*Work required:*
Give only the number of lines below that contain the word "bool".

*Working data:*
[Start of section]
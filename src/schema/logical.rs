use std::fmt;

use parquet::basic::{ConvertedType, LogicalType, TimeUnit as ParquetTimeUnit, Type as PhysicalType};

use super::error::SchemaError;

/// Default DECIMAL precision when the field spec leaves it out
pub const DEFAULT_DECIMAL_PRECISION: i32 = 10;

/// Default DECIMAL scale when the field spec leaves it out
pub const DEFAULT_DECIMAL_SCALE: i32 = 2;

/// Resolution of TIME / TIMESTAMP annotations
#[derive(Debug, Clone, Copy, PartialEq, Eq)]
pub enum TimeUnit {
    /// Milliseconds
    Millis,
    /// Microseconds
    Micros,
    /// Nanoseconds
    Nanos,
}

impl TimeUnit {
    fn to_parquet(self) -> ParquetTimeUnit {
        match self {
            TimeUnit::Millis => ParquetTimeUnit::MILLIS(Default::default()),
            TimeUnit::Micros => ParquetTimeUnit::MICROS(Default::default()),
            TimeUnit::Nanos => ParquetTimeUnit::NANOS(Default::default()),
        }
    }

    /// Number of units in one second
    pub fn per_second(self) -> i64 {
        match self {
            TimeUnit::Millis => 1_000,
            TimeUnit::Micros => 1_000_000,
            TimeUnit::Nanos => 1_000_000_000,
        }
    }
}

/// Semantic annotation layered on top of a physical type.
#[derive(Debug, Clone, Copy, PartialEq, Eq, Default)]
pub enum LogicalAnnotation {
    /// No annotation
    #[default]
    None,
    /// UTF-8 text
    String,
    /// Fixed-point decimal
    Decimal {
        /// Total number of digits
        precision: i32,
        /// Digits after the decimal point
        scale: i32,
    },
    /// Days since the Unix epoch
    Date,
    /// Time of day
    Time(TimeUnit),
    /// Instant since the Unix epoch, UTC-adjusted
    Timestamp(TimeUnit),
    /// 16-byte UUID
    Uuid,
    /// Enumerated UTF-8 text
    Enum,
    /// JSON document
    Json,
    /// BSON document
    Bson,
    /// 12-byte (months, days, millis) interval
    Interval,
    /// Integer with explicit width and signedness
    Int {
        /// 8, 16, 32 or 64
        bit_width: u8,
        /// Signed when true
        signed: bool,
    },
    /// IEEE-754 binary16 in 2 bytes
    Float16,
    /// Key/value map group
    Map,
    /// List group
    List,
}

/// Parameters carried next to a logical type token
#[derive(Debug, Clone, Copy, Default, PartialEq, Eq)]
pub struct LogicalParams {
    /// DECIMAL precision
    pub precision: Option<i32>,
    /// DECIMAL scale
    pub scale: Option<i32>,
}

/// Resolve a logical type token into an annotation.
///
/// Names match case-insensitively. `physical_type` is `None` for group nodes.
pub fn resolve(
    field: &str,
    name: &str,
    params: LogicalParams,
    physical_type: Option<PhysicalType>,
    fixed_length: Option<i32>,
) -> Result<LogicalAnnotation, SchemaError> {
    let annotation = match name.to_ascii_uppercase().as_str() {
        "NONE" => LogicalAnnotation::None,
        "UTF8" | "STRING" => LogicalAnnotation::String,
        "DECIMAL" => {
            let precision = params.precision.unwrap_or(DEFAULT_DECIMAL_PRECISION);
            let scale = params.scale.unwrap_or(DEFAULT_DECIMAL_SCALE);
            let invalid = |reason| SchemaError::InvalidDecimal {
                field: field.to_string(),
                precision,
                scale,
                reason,
            };
            if precision <= 0 {
                return Err(invalid("precision must be positive"));
            }
            if scale < 0 {
                return Err(invalid("scale must not be negative"));
            }
            if scale > precision {
                return Err(invalid("scale must not exceed precision"));
            }
            LogicalAnnotation::Decimal { precision, scale }
        }
        "DATE" => LogicalAnnotation::Date,
        "TIME_MILLIS" => LogicalAnnotation::Time(TimeUnit::Millis),
        "TIME_MICROS" => LogicalAnnotation::Time(TimeUnit::Micros),
        "TIME_NANOS" => LogicalAnnotation::Time(TimeUnit::Nanos),
        "TIMESTAMP_MILLIS" => LogicalAnnotation::Timestamp(TimeUnit::Millis),
        "TIMESTAMP_MICROS" => LogicalAnnotation::Timestamp(TimeUnit::Micros),
        "TIMESTAMP_NANOS" => LogicalAnnotation::Timestamp(TimeUnit::Nanos),
        "UUID" => LogicalAnnotation::Uuid,
        "ENUM" => LogicalAnnotation::Enum,
        "JSON" => LogicalAnnotation::Json,
        "BSON" => LogicalAnnotation::Bson,
        "INTERVAL" => LogicalAnnotation::Interval,
        "INT8" => int(8, true),
        "INT16" => int(16, true),
        "INT32" => int(32, true),
        "INT64" => int(64, true),
        "UINT8" => int(8, false),
        "UINT16" => int(16, false),
        "UINT32" => int(32, false),
        "UINT64" => int(64, false),
        "FLOAT16" => {
            let is_half = physical_type == Some(PhysicalType::FIXED_LEN_BYTE_ARRAY)
                && fixed_length == Some(2);
            if !is_half {
                return Err(SchemaError::InvalidFloat16 {
                    field: field.to_string(),
                });
            }
            LogicalAnnotation::Float16
        }
        "MAP" => LogicalAnnotation::Map,
        "LIST" => LogicalAnnotation::List,
        _ => {
            return Err(SchemaError::UnsupportedLogicalType {
                field: field.to_string(),
                token: name.to_string(),
            })
        }
    };
    Ok(annotation)
}

fn int(bit_width: u8, signed: bool) -> LogicalAnnotation {
    LogicalAnnotation::Int { bit_width, signed }
}

impl LogicalAnnotation {
    /// Encoder representation: modern logical type plus legacy converted type.
    ///
    /// INTERVAL has no logical-type form and is expressed only as a converted type.
    pub fn to_parquet(self) -> (Option<LogicalType>, ConvertedType) {
        let logical = match self {
            LogicalAnnotation::None => None,
            LogicalAnnotation::String => Some(LogicalType::String),
            LogicalAnnotation::Decimal { precision, scale } => {
                Some(LogicalType::Decimal { scale, precision })
            }
            LogicalAnnotation::Date => Some(LogicalType::Date),
            LogicalAnnotation::Time(unit) => Some(LogicalType::Time {
                is_adjusted_to_u_t_c: true,
                unit: unit.to_parquet(),
            }),
            LogicalAnnotation::Timestamp(unit) => Some(LogicalType::Timestamp {
                is_adjusted_to_u_t_c: true,
                unit: unit.to_parquet(),
            }),
            LogicalAnnotation::Uuid => Some(LogicalType::Uuid),
            LogicalAnnotation::Enum => Some(LogicalType::Enum),
            LogicalAnnotation::Json => Some(LogicalType::Json),
            LogicalAnnotation::Bson => Some(LogicalType::Bson),
            LogicalAnnotation::Interval => None,
            LogicalAnnotation::Int { bit_width, signed } => Some(LogicalType::Integer {
                bit_width: bit_width as i8,
                is_signed: signed,
            }),
            LogicalAnnotation::Float16 => Some(LogicalType::Float16),
            LogicalAnnotation::Map => Some(LogicalType::Map),
            LogicalAnnotation::List => Some(LogicalType::List),
        };
        let converted = match self {
            LogicalAnnotation::Interval => ConvertedType::INTERVAL,
            _ => ConvertedType::NONE,
        };
        (logical, converted)
    }

    /// Annotations that change how a value is coerced and may therefore be
    /// inherited from a group by leaves that declare nothing themselves.
    pub fn is_value_hint(self) -> bool {
        matches!(self, LogicalAnnotation::Uuid | LogicalAnnotation::Float16)
    }

    /// Whether this annotation can sit on a group node
    pub fn is_group_annotation(self) -> bool {
        matches!(
            self,
            LogicalAnnotation::None | LogicalAnnotation::Map | LogicalAnnotation::List
        )
    }
}

impl fmt::Display for LogicalAnnotation {
    fn fmt(&self, f: &mut fmt::Formatter<'_>) -> fmt::Result {
        match self {
            LogicalAnnotation::None => write!(f, "NONE"),
            LogicalAnnotation::String => write!(f, "STRING"),
            LogicalAnnotation::Decimal { precision, scale } => {
                write!(f, "DECIMAL({}, {})", precision, scale)
            }
            LogicalAnnotation::Date => write!(f, "DATE"),
            LogicalAnnotation::Time(unit) => write!(f, "TIME({:?})", unit),
            LogicalAnnotation::Timestamp(unit) => write!(f, "TIMESTAMP({:?})", unit),
            LogicalAnnotation::Uuid => write!(f, "UUID"),
            LogicalAnnotation::Enum => write!(f, "ENUM"),
            LogicalAnnotation::Json => write!(f, "JSON"),
            LogicalAnnotation::Bson => write!(f, "BSON"),
            LogicalAnnotation::Interval => write!(f, "INTERVAL"),
            LogicalAnnotation::Int { bit_width, signed } => {
                let prefix = if *signed { "" } else { "U" };
                write!(f, "{}INT{}", prefix, bit_width)
            }
            LogicalAnnotation::Float16 => write!(f, "FLOAT16"),
            LogicalAnnotation::Map => write!(f, "MAP"),
            LogicalAnnotation::List => write!(f, "LIST"),
        }
    }
}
[End of section]
*Completed task:*
4